Go through the data and tally the lines that hold the string "source". Reply with the total alone.

========================

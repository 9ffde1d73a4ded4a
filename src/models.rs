// Copyright (c) 2025 Soumyadip Sarkar.
// All rights reserved.
//
// This source code is licensed under the license found in the
// LICENSE file in the root directory of this source tree.

use chrono::NaiveDate;
use rust_decimal::Decimal;
use serde::{Deserialize, Serialize};

use crate::error::LedgerError;

#[derive(Debug, Clone, Copy, PartialEq, Eq, Serialize, Deserialize)]
#[serde(rename_all = "lowercase")]
pub enum CategoryKind {
    Income,
    Expense,
}

impl CategoryKind {
    pub fn as_str(&self) -> &'static str {
        match self {
            CategoryKind::Income => "income",
            CategoryKind::Expense => "expense",
        }
    }

    pub fn parse(s: &str) -> Result<Self, LedgerError> {
        match s {
            "income" => Ok(CategoryKind::Income),
            "expense" => Ok(CategoryKind::Expense),
            other => Err(LedgerError::validation(format!(
                "unknown category kind '{}'",
                other
            ))),
        }
    }
}

/// Direction and nature of a transaction. Amounts are always positive;
/// the kind carries the sign.
#[derive(Debug, Clone, Copy, PartialEq, Eq, Serialize, Deserialize)]
#[serde(rename_all = "kebab-case")]
pub enum TxnKind {
    Income,
    Expense,
    Transfer,
    Savings,
    SavingsWithdrawal,
    Investment,
}

impl TxnKind {
    pub fn as_str(&self) -> &'static str {
        match self {
            TxnKind::Income => "income",
            TxnKind::Expense => "expense",
            TxnKind::Transfer => "transfer",
            TxnKind::Savings => "savings",
            TxnKind::SavingsWithdrawal => "savings-withdrawal",
            TxnKind::Investment => "investment",
        }
    }

    pub fn parse(s: &str) -> Result<Self, LedgerError> {
        match s {
            "income" => Ok(TxnKind::Income),
            "expense" => Ok(TxnKind::Expense),
            "transfer" => Ok(TxnKind::Transfer),
            "savings" => Ok(TxnKind::Savings),
            "savings-withdrawal" => Ok(TxnKind::SavingsWithdrawal),
            "investment" => Ok(TxnKind::Investment),
            other => Err(LedgerError::validation(format!(
                "unknown transaction kind '{}'",
                other
            ))),
        }
    }
}

#[derive(Debug, Clone, Copy, PartialEq, Eq, Serialize, Deserialize)]
#[serde(rename_all = "lowercase")]
pub enum BudgetPeriod {
    Weekly,
    Monthly,
    Yearly,
}

impl BudgetPeriod {
    pub fn as_str(&self) -> &'static str {
        match self {
            BudgetPeriod::Weekly => "weekly",
            BudgetPeriod::Monthly => "monthly",
            BudgetPeriod::Yearly => "yearly",
        }
    }

    pub fn parse(s: &str) -> Result<Self, LedgerError> {
        match s {
            "weekly" => Ok(BudgetPeriod::Weekly),
            "monthly" => Ok(BudgetPeriod::Monthly),
            "yearly" => Ok(BudgetPeriod::Yearly),
            other => Err(LedgerError::validation(format!(
                "unknown budget period '{}'",
                other
            ))),
        }
    }
}

#[derive(Debug, Clone, Copy, PartialEq, Eq, Serialize, Deserialize)]
#[serde(rename_all = "lowercase")]
pub enum Frequency {
    Daily,
    Weekly,
    Monthly,
    Yearly,
}

impl Frequency {
    pub fn as_str(&self) -> &'static str {
        match self {
            Frequency::Daily => "daily",
            Frequency::Weekly => "weekly",
            Frequency::Monthly => "monthly",
            Frequency::Yearly => "yearly",
        }
    }

    pub fn parse(s: &str) -> Result<Self, LedgerError> {
        match s {
            "daily" => Ok(Frequency::Daily),
            "weekly" => Ok(Frequency::Weekly),
            "monthly" => Ok(Frequency::Monthly),
            "yearly" => Ok(Frequency::Yearly),
            other => Err(LedgerError::validation(format!(
                "unknown frequency '{}'",
                other
            ))),
        }
    }
}

#[derive(Debug, Clone, Serialize, Deserialize)]
pub struct Category {
    pub id: i64,
    pub user_id: String,
    pub name: String,
    pub kind: CategoryKind,
    pub icon: Option<String>,
}

#[derive(Debug, Clone, Serialize, Deserialize)]
pub struct Transaction {
    pub id: i64,
    pub user_id: String,
    pub category_id: Option<i64>,
    pub goal_id: Option<i64>,
    pub amount: Decimal,
    pub kind: TxnKind,
    pub description: Option<String>,
    pub date: NaiveDate,
}

/// Input record for `transactions::record`.
#[derive(Debug, Clone)]
pub struct NewTransaction {
    pub category_id: Option<i64>,
    pub amount: Decimal,
    pub kind: TxnKind,
    pub description: Option<String>,
    pub date: NaiveDate,
}

/// Category dimension of a transaction filter. `Any` places no constraint;
/// `Uncategorized` matches only NULL-category rows.
#[derive(Debug, Clone, Copy, Default, PartialEq, Eq)]
pub enum CategoryFilter {
    #[default]
    Any,
    Uncategorized,
    Id(i64),
}

/// Predicate for `transactions::list` and `transactions::sum`. Date bounds
/// are inclusive.
#[derive(Debug, Clone, Default)]
pub struct TxnFilter {
    pub category: CategoryFilter,
    pub kind: Option<TxnKind>,
    pub from: Option<NaiveDate>,
    pub to: Option<NaiveDate>,
}

/// Budget with its projection populated. `spent` and `remaining` are never
/// stored; they are recomputed from the transaction log on every read, so
/// `remaining` may go negative to signal overage.
#[derive(Debug, Clone, Serialize, Deserialize)]
pub struct Budget {
    pub id: i64,
    pub user_id: String,
    pub category_id: Option<i64>,
    pub name: String,
    pub limit_amount: Decimal,
    pub period: BudgetPeriod,
    pub start_date: NaiveDate,
    pub end_date: Option<NaiveDate>,
    pub spent: Decimal,
    pub remaining: Decimal,
    pub is_over_budget: bool,
}

#[derive(Debug, Clone)]
pub struct NewBudget {
    pub name: String,
    pub category_id: Option<i64>,
    pub limit_amount: Decimal,
    pub period: BudgetPeriod,
    pub start_date: NaiveDate,
    pub end_date: Option<NaiveDate>,
}

/// Partial update for `budgets::update`. Nullable columns use a nested
/// Option so callers can distinguish "leave alone" from "clear".
#[derive(Debug, Clone, Default)]
pub struct BudgetPatch {
    pub name: Option<String>,
    pub category_id: Option<Option<i64>>,
    pub limit_amount: Option<Decimal>,
    pub period: Option<BudgetPeriod>,
    pub start_date: Option<NaiveDate>,
    pub end_date: Option<Option<NaiveDate>>,
}

#[derive(Debug, Clone, Serialize, Deserialize)]
pub struct SavingsGoal {
    pub id: i64,
    pub user_id: String,
    pub name: String,
    pub target_amount: Decimal,
    pub current_amount: Decimal,
    pub target_date: Option<NaiveDate>,
    /// Unclamped; exceeds 100 when over-contributed.
    pub percent_complete: Decimal,
    /// Whole months until `target_date` at 30.44 days per month, 0 when the
    /// date is past or absent.
    pub months_remaining: i64,
}

#[derive(Debug, Clone, Default)]
pub struct GoalPatch {
    pub name: Option<String>,
    pub target_amount: Option<Decimal>,
    pub target_date: Option<Option<NaiveDate>>,
}

#[derive(Debug, Clone, Serialize, Deserialize)]
pub struct RecurringPayment {
    pub id: i64,
    pub user_id: String,
    pub name: String,
    pub amount: Decimal,
    pub category_id: Option<i64>,
    pub frequency: Frequency,
    pub start_date: NaiveDate,
    pub end_date: Option<NaiveDate>,
    pub next_payment: NaiveDate,
}

#[derive(Debug, Clone)]
pub struct NewRecurringPayment {
    pub name: String,
    pub amount: Decimal,
    pub category_id: Option<i64>,
    pub frequency: Frequency,
    pub start_date: NaiveDate,
    pub end_date: Option<NaiveDate>,
}

#[derive(Debug, Clone, Default)]
pub struct RecurringPatch {
    pub name: Option<String>,
    pub amount: Option<Decimal>,
    pub category_id: Option<Option<i64>>,
    pub frequency: Option<Frequency>,
    pub end_date: Option<Option<NaiveDate>>,
}

#[derive(Debug, Clone, Serialize, Deserialize)]
pub struct MonthlySummary {
    pub year: i32,
    pub month: u32,
    pub income_total: Decimal,
    pub expense_total: Decimal,
}

#[derive(Debug, Clone, Serialize, Deserialize)]
pub struct CategorySpend {
    pub category: String,
    pub icon: Option<String>,
    pub amount: Decimal,
}

#[derive(Debug, Clone, Serialize, Deserialize)]
pub struct SavingsProgress {
    pub name: String,
    pub target: Decimal,
    pub current: Decimal,
    pub remaining: Decimal,
    pub percent_complete: Decimal,
}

========================

▶ TASK OUTPUT: 2